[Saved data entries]
****************
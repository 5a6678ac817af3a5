//! JavaScript backend for the Shoal compiler.
//!
//! The front end hands this crate a typed [`shoal::SourceFile`]; the backend
//! rewrites it into a [`js::Stmt`] tree for the downstream printer, or fails
//! with a positioned [`codegen::CodegenError`] if the file uses a construct
//! with no JavaScript lowering.

pub mod codegen;
pub mod js;
pub mod range;
pub mod shoal;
****************
• Problem description
Select every line of the records holding the string "with".

• Solution
//! with a positioned [`codegen::CodegenError`] if the file uses a construct
//! with no JavaScript lowering.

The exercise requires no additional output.